We would like to thank the authors for bringing this incident to our attention, which they did promptly after the actual clinical event. This is the first report of its kind after 10 yr of market experience with these sensor accessories. We provide the referenced adhesive dots as a convenience for our customers who wish to extend the service life of an oximetry sensor for a given patient. Because the sensor frequently remains with the child as he or she progresses through hospitalization, we have provided the adhesives on a small card that is attached to the oximetry cable itself, making them accessible for use in each new location.

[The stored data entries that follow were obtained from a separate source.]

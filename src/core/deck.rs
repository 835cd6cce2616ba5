//! Decks: append-only, insertion-ordered sequences of cards.
//!
//! Backed by `im::Vector` so that partial decks can be captured in O(1)
//! while the builder keeps appending.

use std::collections::BTreeSet;

use im::Vector;
use serde::{Deserialize, Serialize};

use super::{Card, DeckError, Symbol};

/// An ordered collection of cards.
///
/// ## Example
///
/// ```
/// use spot_deck::core::{Card, Deck, Symbol};
///
/// let mut deck = Deck::new();
/// deck.push(Card::try_from_symbols([0, 1].map(Symbol::new)).unwrap());
/// deck.push(Card::try_from_symbols([0, 2].map(Symbol::new)).unwrap());
///
/// assert_eq!(deck.len(), 2);
/// assert_eq!(deck.symbols().len(), 3);
/// ```
#[derive(Clone, Debug, Default, PartialEq, Eq, Serialize, Deserialize)]
#[serde(transparent)]
pub struct Deck {
    cards: Vector<Card>,
}

impl Deck {
    /// Create an empty deck.
    #[must_use]
    pub fn new() -> Self {
        Self::default()
    }

    /// Append a card to the end of the deck.
    pub fn push(&mut self, card: Card) {
        self.cards.push_back(card);
    }

    /// Number of cards.
    #[must_use]
    pub fn len(&self) -> usize {
        self.cards.len()
    }

    /// Check if the deck has no cards.
    #[must_use]
    pub fn is_empty(&self) -> bool {
        self.cards.is_empty()
    }

    /// Get a card by position.
    #[must_use]
    pub fn get(&self, index: usize) -> Option<&Card> {
        self.cards.get(index)
    }

    /// Iterate over cards in deck order.
    pub fn iter(&self) -> impl Iterator<Item = &Card> {
        self.cards.iter()
    }

    /// All distinct symbols used by the deck, sorted.
    #[must_use]
    pub fn symbols(&self) -> BTreeSet<Symbol> {
        self.cards.iter().flat_map(Card::iter).collect()
    }

    /// Encode the deck as bincode bytes.
    pub fn to_bytes(&self) -> Result<Vec<u8>, DeckError> {
        Ok(bincode::serialize(self)?)
    }

    /// Decode a deck from bincode bytes.
    pub fn from_bytes(bytes: &[u8]) -> Result<Self, DeckError> {
        Ok(bincode::deserialize(bytes)?)
    }

    /// Encode the deck as a JSON array of symbol arrays.
    pub fn to_json(&self) -> Result<String, DeckError> {
        Ok(serde_json::to_string(self)?)
    }

    /// Decode a deck from a JSON array of symbol arrays.
    pub fn from_json(json: &str) -> Result<Self, DeckError> {
        Ok(serde_json::from_str(json)?)
    }
}

impl FromIterator<Card> for Deck {
    fn from_iter<I: IntoIterator<Item = Card>>(iter: I) -> Self {
        Self {
            cards: iter.into_iter().collect(),
        }
    }
}

impl<'a> IntoIterator for &'a Deck {
    type Item = &'a Card;
    type IntoIter = im::vector::Iter<'a, Card>;

    fn into_iter(self) -> Self::IntoIter {
        self.cards.iter()
    }
}

/// Human-readable dump: one line per card, then the symbol set.
impl std::fmt::Display for Deck {
    fn fmt(&self, f: &mut std::fmt::Formatter<'_>) -> std::fmt::Result {
        for (i, card) in self.cards.iter().enumerate() {
            writeln!(f, "Card {}: {}", i + 1, card)?;
        }
        write!(f, "Symbols: {{")?;
        for (i, symbol) in self.symbols().iter().enumerate() {
            if i > 0 {
                write!(f, ", ")?;
            }
            write!(f, "{symbol}")?;
        }
        write!(f, "}}")
    }
}

#[cfg(test)]
mod tests {
    use super::*;

    fn card(ids: &[u32]) -> Card {
        Card::try_from_symbols(ids.iter().copied().map(Symbol::new)).unwrap()
    }

    fn triangle() -> Deck {
        [card(&[0, 1]), card(&[0, 2]), card(&[1, 2])]
            .into_iter()
            .collect()
    }

    #[test]
    fn test_push_preserves_order() {
        let deck = triangle();
        assert_eq!(deck.len(), 3);
        assert_eq!(deck.get(1), Some(&card(&[0, 2])));
        assert!(deck.get(3).is_none());
    }

    #[test]
    fn test_clone_is_a_snapshot() {
        let mut deck = triangle();
        let snapshot = deck.clone();

        deck.push(card(&[7, 8]));

        assert_eq!(snapshot.len(), 3);
        assert_eq!(deck.len(), 4);
    }

    #[test]
    fn test_symbols_are_sorted_and_distinct() {
        let symbols: Vec<_> = triangle().symbols().into_iter().map(Symbol::raw).collect();
        assert_eq!(symbols, vec![0, 1, 2]);
    }

    #[test]
    fn test_display_dump() {
        let text = triangle().to_string();
        assert_eq!(text, "Card 1: [0, 1]\nCard 2: [0, 2]\nCard 3: [1, 2]\nSymbols: {0, 1, 2}");
    }

    #[test]
    fn test_bincode_codec() {
        let deck = triangle();
        let bytes = deck.to_bytes().unwrap();
        assert_eq!(Deck::from_bytes(&bytes).unwrap(), deck);

        assert!(matches!(Deck::from_bytes(&[0xff]), Err(DeckError::Codec(_))));
    }

    #[test]
    fn test_json_shape() {
        assert_eq!(triangle().to_json().unwrap(), "[[0,1],[0,2],[1,2]]");
        assert!(matches!(Deck::from_json("{"), Err(DeckError::Json(_))));
    }
}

We might suggest that this card be intentionally secured by the involved clinicians at the opposite end of the oximetry cable to keep it out of a child's reach. Additionally, the card containing the adhesive dots can be removed entirely if there is concern about accessibility to the child.

We thank the authors for bringing this event to our attention. It will receive both recognition and serious consideration as we continually strive to make our products the best and safest available.

Arthur H. Combs, M.D., F.C.C.P., F.C.C.M.

Director, Respiratory Care & Product Safety; Nellcor Puritan Bennett, Inc.; Pleasanton, California

(Accepted for publication August 7, 1998.)